Besides street protests, the Internet is now the site of numerous petitions, debates bordering on rants, and satire about the treasury secretary’s plan and its potential consequences. Vociferous critics spanning the political and ideological spectrum in the country demand that Congress amend, scale back, or scrap the plan altogether.

Much of online rage takes the form of signatures on petitions and electronic letters to members of Congress. One Independent Senator, Bernie Sanders, is circulating a popular one on the left-leaning blog Huffington Post.

The 1.9-million member Service Employees International Union is also circulating a sign-on letter to Congress that says point blank: “No deal. No blank check.” Another website, StopTheHousingBailout.com argues: “A bailout tells responsible Americans that they are suckers.”

A right-wing blogger urges Republicans to vote against the bailout, since “God himself couldn’t have given rank-and-file Republicans a better opportunity to create political space between themselves and the administration”.
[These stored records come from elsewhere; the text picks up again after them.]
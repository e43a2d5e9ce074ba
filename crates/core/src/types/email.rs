//! Email address type.

use core::fmt;

use serde::{Deserialize, Serialize};

/// Errors that can occur when parsing an [`Email`].
#[derive(thiserror::Error, Debug, Clone, PartialEq, Eq)]
pub enum EmailError {
    #[error("email cannot be empty")]
    Empty,
    #[error("email must be at most {max} characters")]
    TooLong { max: usize },
    #[error("email must contain an @ symbol")]
    MissingAtSymbol,
    #[error("email local part cannot be empty")]
    EmptyLocalPart,
    #[error("email domain cannot be empty")]
    EmptyDomain,
}

/// A structurally valid email address.
///
/// Admin logins, chat customers and mail recipients all go through this
/// type. Validation is deliberately shallow (one `@`, non-empty halves,
/// RFC 5321 length); the SMTP server is the final judge.
///
/// ```
/// use proudshop_core::Email;
///
/// assert!(Email::parse("klient@proudshop.al").is_ok());
/// assert!(Email::parse("no-at-symbol").is_err());
/// assert!(Email::parse("@proudshop.al").is_err());
/// ```
#[derive(Debug, Clone, Serialize, PartialEq, Eq, Hash)]
#[serde(transparent)]
pub struct Email(String);

impl Email {
    /// Maximum length of an email address (RFC 5321).
    pub const MAX_LENGTH: usize = 254;

    /// Parse an `Email`, trimming surrounding whitespace.
    ///
    /// # Errors
    ///
    /// Returns an [`EmailError`] describing the first structural problem.
    pub fn parse(s: &str) -> Result<Self, EmailError> {
        let s = s.trim();
        if s.is_empty() {
            return Err(EmailError::Empty);
        }
        if s.len() > Self::MAX_LENGTH {
            return Err(EmailError::TooLong {
                max: Self::MAX_LENGTH,
            });
        }

        let (local, domain) = s.split_once('@').ok_or(EmailError::MissingAtSymbol)?;
        if local.is_empty() {
            return Err(EmailError::EmptyLocalPart);
        }
        if domain.is_empty() {
            return Err(EmailError::EmptyDomain);
        }

        Ok(Self(s.to_owned()))
    }

    #[must_use]
    pub fn as_str(&self) -> &str {
        &self.0
    }

    #[must_use]
    pub fn into_inner(self) -> String {
        self.0
    }

    /// The part before the `@`.
    #[must_use]
    pub fn local_part(&self) -> &str {
        self.0.split_once('@').map_or("", |(local, _)| local)
    }

    /// The part after the `@`.
    #[must_use]
    pub fn domain(&self) -> &str {
        self.0.split_once('@').map_or("", |(_, domain)| domain)
    }

    /// Mask the local part for display in diagnostics: `a***n@example.com`.
    #[must_use]
    pub fn masked(&self) -> String {
        mask_local_part(&self.0)
    }
}

/// Mask everything but the first and last character before the `@`.
///
/// Works on arbitrary strings so unvalidated configuration values can be
/// shown in diagnostics without leaking them.
#[must_use]
pub fn mask_local_part(value: &str) -> String {
    let (local, rest) = match value.split_once('@') {
        Some((local, domain)) => (local, Some(domain)),
        None => (value, None),
    };

    let chars: Vec<char> = local.chars().collect();
    let masked = match chars.as_slice() {
        [] => String::new(),
        [first] | [first, _] => format!("{first}*"),
        [first, middle @ .., last] => {
            format!("{first}{}{last}", "*".repeat(middle.len()))
        }
    };

    match rest {
        Some(domain) => format!("{masked}@{domain}"),
        None => masked,
    }
}

impl<'de> Deserialize<'de> for Email {
    fn deserialize<D>(deserializer: D) -> Result<Self, D::Error>
    where
        D: serde::Deserializer<'de>,
    {
        let raw = String::deserialize(deserializer)?;
        Self::parse(&raw).map_err(serde::de::Error::custom)
    }
}

impl fmt::Display for Email {
    fn fmt(&self, f: &mut fmt::Formatter<'_>) -> fmt::Result {
        f.write_str(&self.0)
    }
}

impl std::str::FromStr for Email {
    type Err = EmailError;

    fn from_str(s: &str) -> Result<Self, Self::Err> {
        Self::parse(s)
    }
}

impl AsRef<str> for Email {
    fn as_ref(&self) -> &str {
        &self.0
    }
}

#[cfg(feature = "postgres")]
impl sqlx::Type<sqlx::Postgres> for Email {
    fn type_info() -> sqlx::postgres::PgTypeInfo {
        <String as sqlx::Type<sqlx::Postgres>>::type_info()
    }

    fn compatible(ty: &sqlx::postgres::PgTypeInfo) -> bool {
        <String as sqlx::Type<sqlx::Postgres>>::compatible(ty)
    }
}

#[cfg(feature = "postgres")]
impl<'r> sqlx::Decode<'r, sqlx::Postgres> for Email {
    fn decode(value: sqlx::postgres::PgValueRef<'r>) -> Result<Self, sqlx::error::BoxDynError> {
        // Rows were validated on insert
        let s = <String as sqlx::Decode<sqlx::Postgres>>::decode(value)?;
        Ok(Self(s))
    }
}

#[cfg(feature = "postgres")]
impl sqlx::Encode<'_, sqlx::Postgres> for Email {
    fn encode_by_ref(
        &self,
        buf: &mut sqlx::postgres::PgArgumentBuffer,
    ) -> Result<sqlx::encode::IsNull, sqlx::error::BoxDynError> {
        <String as sqlx::Encode<sqlx::Postgres>>::encode_by_ref(&self.0, buf)
    }
}

#[cfg(test)]
#[allow(clippy::unwrap_used)]
mod tests {
    use super::*;

    #[test]
    fn test_parse_valid_emails() {
        assert!(Email::parse("user@example.com").is_ok());
        assert!(Email::parse("user+tag@shop.co.uk").is_ok());
        assert!(Email::parse("a@b.c").is_ok());
    }

    #[test]
    fn test_parse_trims_whitespace() {
        let email = Email::parse("  admin@proudshop.al \n").unwrap();
        assert_eq!(email.as_str(), "admin@proudshop.al");
    }

    #[test]
    fn test_parse_errors() {
        assert_eq!(Email::parse(""), Err(EmailError::Empty));
        assert_eq!(Email::parse("plain"), Err(EmailError::MissingAtSymbol));
        assert_eq!(Email::parse("@x.com"), Err(EmailError::EmptyLocalPart));
        assert_eq!(Email::parse("user@"), Err(EmailError::EmptyDomain));

        let long = format!("{}@example.com", "a".repeat(250));
        assert!(matches!(
            Email::parse(&long),
            Err(EmailError::TooLong { .. })
        ));
    }

    #[test]
    fn test_parts() {
        let email = Email::parse("user@example.com").unwrap();
        assert_eq!(email.local_part(), "user");
        assert_eq!(email.domain(), "example.com");
    }

    #[test]
    fn test_masking() {
        assert_eq!(mask_local_part("shop@example.com"), "s**p@example.com");
        assert_eq!(mask_local_part("ab@example.com"), "a*@example.com");
        assert_eq!(mask_local_part("x@example.com"), "x*@example.com");
        assert_eq!(mask_local_part("username"), "u******e");
        assert_eq!(mask_local_part(""), "");
    }

    #[test]
    fn test_deserialize_validates() {
        let ok: Result<Email, _> = serde_json::from_str("\"user@example.com\"");
        assert!(ok.is_ok());
        let bad: Result<Email, _> = serde_json::from_str("\"not-an-email\"");
        assert!(bad.is_err());
    }
}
Biting satire is the way of buymyshitpile.com, where users are posting pictures of their personal junk next to the tagline: “Hey Washington, can you buy my bad investments, too?” The total asking price of the “pile” submitted by users-which includes horse shit, baseball card collection, and an ‘Immagrent’, has crossed $7 billion as of Saturday.

Social networking sites are not immune to the new virus. The Facebook group “Just Say No to the Government Bailout” has over 300 members now.

On YouTube, there is a bailout-related group called the Young Turks, whose news-style segment, “This Is How The Bail Out Will Screw You”, has had more than 25,000 page views.

“The public outrage out there is really enormous,” said Independent presidential candidate and populist consumer advocate Ralph Nader on a TV programme, calling the Bush proposal “a double standard between the guys at the top and the people who are going to have to pay the bills”.